→ Work item
With nothing left out, give the data back exactly.

Extracted data entries:
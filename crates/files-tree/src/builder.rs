//! Intermediate tree built from raw path strings
//!
//! Every path is split on [`DELIMITER`] and walked from the root, creating
//! directory nodes on the way and marking the final segment as a file.
//! Children are kept in a `BTreeMap`, so sibling names are unique and always
//! iterate in ordinal order.

use std::collections::btree_map::{self, BTreeMap, Entry as Slot};

use derive_more::Display;
use log::{debug, trace};

/// The only recognized path delimiter
pub const DELIMITER: char = '/';

/// Split a path into its non-empty segments
///
/// Leading, trailing and repeated delimiters produce empty pieces, which are
/// skipped.
pub fn segments(path: &str) -> impl Iterator<Item = &str> + '_ {
    path.split(DELIMITER).filter(|segment| !segment.is_empty())
}

/// The kind of an entry in the tree
#[derive(Debug, Clone, Copy, PartialEq, Eq, Hash, Display)]
pub enum EntryKind {
    /// A leaf, cannot have children
    #[display(fmt = "File")]
    File,
    /// A container of other entries
    #[display(fmt = "Directory")]
    Directory,
}

impl EntryKind {
    /// Returns true if this is a file entry
    pub const fn is_file(self) -> bool {
        matches!(self, EntryKind::File)
    }

    /// Returns true if this is a directory entry
    pub const fn is_directory(self) -> bool {
        matches!(self, EntryKind::Directory)
    }
}

/// A named child of a [`TreeNode`]
#[derive(Debug, Clone, PartialEq, Eq)]
pub enum Entry {
    /// File marker
    File,
    /// Directory owning its own children
    Directory(TreeNode),
}

impl Entry {
    /// The kind of this entry
    pub fn kind(&self) -> EntryKind {
        match self {
            Entry::File => EntryKind::File,
            Entry::Directory(_) => EntryKind::Directory,
        }
    }

    /// The directory node, if this entry is a directory
    pub fn as_directory(&self) -> Option<&TreeNode> {
        match self {
            Entry::File => None,
            Entry::Directory(node) => Some(node),
        }
    }

    /// Turn a file marker into an empty directory, then hand out the directory
    fn make_directory(&mut self) -> &mut TreeNode {
        match self {
            Entry::Directory(node) => node,
            file @ Entry::File => {
                *file = Entry::Directory(TreeNode::new());
                file.make_directory()
            }
        }
    }
}

/// A directory level of the intermediate tree
///
/// The root node has no name; every other node is reachable under the name
/// its parent stores it by.
#[derive(Debug, Clone, Default, PartialEq, Eq)]
pub struct TreeNode {
    entries: BTreeMap<String, Entry>,
}

// Nested maps would otherwise drop recursively, one frame per level
impl Drop for TreeNode {
    fn drop(&mut self) {
        let mut pending = Vec::new();
        detach_directories(&mut self.entries, &mut pending);
        while let Some(mut node) = pending.pop() {
            detach_directories(&mut node.entries, &mut pending);
        }
    }
}

fn detach_directories(entries: &mut BTreeMap<String, Entry>, pending: &mut Vec<TreeNode>) {
    for entry in std::mem::take(entries).into_values() {
        if let Entry::Directory(node) = entry {
            pending.push(node);
        }
    }
}

impl TreeNode {
    /// Create an empty node
    pub fn new() -> Self {
        Self::default()
    }

    /// Insert a path whose last segment is a file
    ///
    /// Returns true if the last segment is a file afterwards. When that name
    /// already holds a directory the directory is kept and false is
    /// returned. A path without segments inserts nothing and returns false.
    pub fn insert_file(&mut self, path: &str) -> bool {
        let parts: Vec<&str> = segments(path).collect();
        let Some((file_name, dirs)) = parts.split_last() else {
            trace!("Skipping path with no segments: {:?}", path);
            return false;
        };

        let parent = self.descend(dirs, path);
        match parent.entries.entry((*file_name).to_string()) {
            Slot::Vacant(slot) => {
                trace!("Inserting file {:?}", path);
                slot.insert(Entry::File);
                true
            }
            Slot::Occupied(slot) => match slot.get() {
                Entry::File => true,
                Entry::Directory(_) => {
                    debug!(
                        "Keeping directory {:?}, ignoring file marker from {:?}",
                        file_name, path
                    );
                    false
                }
            },
        }
    }

    /// Insert a path where every segment is a directory
    ///
    /// The deepest directory is left empty unless another path fills it.
    /// Returns false if the path has no segments.
    pub fn insert_directory(&mut self, path: &str) -> bool {
        let parts: Vec<&str> = segments(path).collect();
        if parts.is_empty() {
            trace!("Skipping directory with no segments: {:?}", path);
            return false;
        }

        trace!("Inserting directory {:?}", path);
        self.descend(&parts, path);
        true
    }

    /// Walk down `dirs`, creating or reusing a directory for each name
    fn descend(&mut self, dirs: &[&str], path: &str) -> &mut TreeNode {
        let mut current = self;
        for dir in dirs {
            let entry = current
                .entries
                .entry((*dir).to_string())
                .or_insert_with(|| Entry::Directory(TreeNode::new()));

            if let Entry::File = entry {
                debug!(
                    "Directory {:?} replaces an earlier file marker while inserting {:?}",
                    dir, path
                );
            }
            current = entry.make_directory();
        }
        current
    }

    /// Get a direct child by name
    pub fn get(&self, name: &str) -> Option<&Entry> {
        self.entries.get(name)
    }

    /// Find an entry by its path relative to this node
    ///
    /// Returns `None` if the path doesn't exist or has no segments.
    pub fn find(&self, path: &str) -> Option<&Entry> {
        let mut parts = segments(path);
        let mut entry = self.get(parts.next()?)?;
        for part in parts {
            entry = entry.as_directory()?.get(part)?;
        }
        Some(entry)
    }

    /// Iterate over direct children in ordinal name order
    pub fn entries(&self) -> Entries<'_> {
        Entries {
            inner: self.entries.iter(),
        }
    }

    /// Number of direct children
    pub fn len(&self) -> usize {
        self.entries.len()
    }

    /// Returns true if this node has no children
    pub fn is_empty(&self) -> bool {
        self.entries.is_empty()
    }
}

/// Iterator over the direct children of a [`TreeNode`], sorted by name
pub struct Entries<'a> {
    inner: btree_map::Iter<'a, String, Entry>,
}

impl<'a> Iterator for Entries<'a> {
    type Item = (&'a str, &'a Entry);

    fn next(&mut self) -> Option<Self::Item> {
        self.inner.next().map(|(name, entry)| (name.as_str(), entry))
    }

    fn size_hint(&self) -> (usize, Option<usize>) {
        self.inner.size_hint()
    }
}

impl ExactSizeIterator for Entries<'_> {}

/// Build the intermediate tree for a set of paths
///
/// Paths are sorted ordinally and deduplicated before insertion, so the
/// result does not depend on input order.
pub fn build<I, P>(paths: I) -> TreeNode
where
    I: IntoIterator<Item = P>,
    P: AsRef<str>,
{
    let mut sorted: Vec<P> = paths.into_iter().collect();
    sorted.sort_by(|a, b| a.as_ref().cmp(b.as_ref()));
    sorted.dedup_by(|a, b| a.as_ref() == b.as_ref());

    let mut root = TreeNode::new();
    for path in &sorted {
        root.insert_file(path.as_ref());
    }

    debug!(
        "Built tree from {} unique paths, {} top-level entries",
        sorted.len(),
        root.len()
    );
    root
}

→ Your response
filename crates/files-tree/src/builder.rs
//! Intermediate tree built from raw path strings
//!
//! Every path is split on [`DELIMITER`] and walked from the root, creating
//! directory nodes on the way and marking the final segment as a file.
//! Children are kept in a `BTreeMap`, so sibling names are unique and always
//! iterate in ordinal order.

use std::collections::btree_map::{self, BTreeMap, Entry as Slot};

use derive_more::Display;
use log::{debug, trace};

/// The only recognized path delimiter
pub const DELIMITER: char = '/';

/// Split a path into its non-empty segments
///
/// Leading, trailing and repeated delimiters produce empty pieces, which are
/// skipped.
pub fn segments(path: &str) -> impl Iterator<Item = &str> + '_ {
    path.split(DELIMITER).filter(|segment| !segment.is_empty())
}

/// The kind of an entry in the tree
#[derive(Debug, Clone, Copy, PartialEq, Eq, Hash, Display)]
pub enum EntryKind {
    /// A leaf, cannot have children
    #[display(fmt = "File")]
    File,
    /// A container of other entries
    #[display(fmt = "Directory")]
    Directory,
}

impl EntryKind {
    /// Returns true if this is a file entry
    pub const fn is_file(self) -> bool {
        matches!(self, EntryKind::File)
    }

    /// Returns true if this is a directory entry
    pub const fn is_directory(self) -> bool {
        matches!(self, EntryKind::Directory)
    }
}

/// A named child of a [`TreeNode`]
#[derive(Debug, Clone, PartialEq, Eq)]
pub enum Entry {
    /// File marker
    File,
    /// Directory owning its own children
    Directory(TreeNode),
}

impl Entry {
    /// The kind of this entry
    pub fn kind(&self) -> EntryKind {
        match self {
            Entry::File => EntryKind::File,
            Entry::Directory(_) => EntryKind::Directory,
        }
    }

    /// The directory node, if this entry is a directory
    pub fn as_directory(&self) -> Option<&TreeNode> {
        match self {
            Entry::File => None,
            Entry::Directory(node) => Some(node),
        }
    }

    /// Turn a file marker into an empty directory, then hand out the directory
    fn make_directory(&mut self) -> &mut TreeNode {
        match self {
            Entry::Directory(node) => node,
            file @ Entry::File => {
                *file = Entry::Directory(TreeNode::new());
                file.make_directory()
            }
        }
    }
}

/// A directory level of the intermediate tree
///
/// The root node has no name; every other node is reachable under the name
/// its parent stores it by.
#[derive(Debug, Clone, Default, PartialEq, Eq)]
pub struct TreeNode {
    entries: BTreeMap<String, Entry>,
}

// Nested maps would otherwise drop recursively, one frame per level
impl Drop for TreeNode {
    fn drop(&mut self) {
        let mut pending = Vec::new();
        detach_directories(&mut self.entries, &mut pending);
        while let Some(mut node) = pending.pop() {
            detach_directories(&mut node.entries, &mut pending);
        }
    }
}

fn detach_directories(entries: &mut BTreeMap<String, Entry>, pending: &mut Vec<TreeNode>) {
    for entry in std::mem::take(entries).into_values() {
        if let Entry::Directory(node) = entry {
            pending.push(node);
        }
    }
}

impl TreeNode {
    /// Create an empty node
    pub fn new() -> Self {
        Self::default()
    }

    /// Insert a path whose last segment is a file
    ///
    /// Returns true if the last segment is a file afterwards. When that name
    /// already holds a directory the directory is kept and false is
    /// returned. A path without segments inserts nothing and returns false.
    pub fn insert_file(&mut self, path: &str) -> bool {
        let parts: Vec<&str> = segments(path).collect();
        let Some((file_name, dirs)) = parts.split_last() else {
            trace!("Skipping path with no segments: {:?}", path);
            return false;
        };

        let parent = self.descend(dirs, path);
        match parent.entries.entry((*file_name).to_string()) {
            Slot::Vacant(slot) => {
                trace!("Inserting file {:?}", path);
                slot.insert(Entry::File);
                true
            }
            Slot::Occupied(slot) => match slot.get() {
                Entry::File => true,
                Entry::Directory(_) => {
                    debug!(
                        "Keeping directory {:?}, ignoring file marker from {:?}",
                        file_name, path
                    );
                    false
                }
            },
        }
    }

    /// Insert a path where every segment is a directory
    ///
    /// The deepest directory is left empty unless another path fills it.
    /// Returns false if the path has no segments.
    pub fn insert_directory(&mut self, path: &str) -> bool {
        let parts: Vec<&str> = segments(path).collect();
        if parts.is_empty() {
            trace!("Skipping directory with no segments: {:?}", path);
            return false;
        }

        trace!("Inserting directory {:?}", path);
        self.descend(&parts, path);
        true
    }

    /// Walk down `dirs`, creating or reusing a directory for each name
    fn descend(&mut self, dirs: &[&str], path: &str) -> &mut TreeNode {
        let mut current = self;
        for dir in dirs {
            let entry = current
                .entries
                .entry((*dir).to_string())
                .or_insert_with(|| Entry::Directory(TreeNode::new()));

            if let Entry::File = entry {
                debug!(
                    "Directory {:?} replaces an earlier file marker while inserting {:?}",
                    dir, path
                );
            }
            current = entry.make_directory();
        }
        current
    }

    /// Get a direct child by name
    pub fn get(&self, name: &str) -> Option<&Entry> {
        self.entries.get(name)
    }

    /// Find an entry by its path relative to this node
    ///
    /// Returns `None` if the path doesn't exist or has no segments.
    pub fn find(&self, path: &str) -> Option<&Entry> {
        let mut parts = segments(path);
        let mut entry = self.get(parts.next()?)?;
        for part in parts {
            entry = entry.as_directory()?.get(part)?;
        }
        Some(entry)
    }

    /// Iterate over direct children in ordinal name order
    pub fn entries(&self) -> Entries<'_> {
        Entries {
            inner: self.entries.iter(),
        }
    }

    /// Number of direct children
    pub fn len(&self) -> usize {
        self.entries.len()
    }

    /// Returns true if this node has no children
    pub fn is_empty(&self) -> bool {
        self.entries.is_empty()
    }
}

/// Iterator over the direct children of a [`TreeNode`], sorted by name
pub struct Entries<'a> {
    inner: btree_map::Iter<'a, String, Entry>,
}

impl<'a> Iterator for Entries<'a> {
    type Item = (&'a str, &'a Entry);

    fn next(&mut self) -> Option<Self::Item> {
        self.inner.next().map(|(name, entry)| (name.as_str(), entry))
    }

    fn size_hint(&self) -> (usize, Option<usize>) {
        self.inner.size_hint()
    }
}

impl ExactSizeIterator for Entries<'_> {}

/// Build the intermediate tree for a set of paths
///
/// Paths are sorted ordinally and deduplicated before insertion, so the
/// result does not depend on input order.
pub fn build<I, P>(paths: I) -> TreeNode
where
    I: IntoIterator<Item = P>,
    P: AsRef<str>,
{
    let mut sorted: Vec<P> = paths.into_iter().collect();
    sorted.sort_by(|a, b| a.as_ref().cmp(b.as_ref()));
    sorted.dedup_by(|a, b| a.as_ref() == b.as_ref());

    let mut root = TreeNode::new();
    for path in &sorted {
        root.insert_file(path.as_ref());
    }

    debug!(
        "Built tree from {} unique paths, {} top-level entries",
        sorted.len(),
        root.len()
    );
    root
}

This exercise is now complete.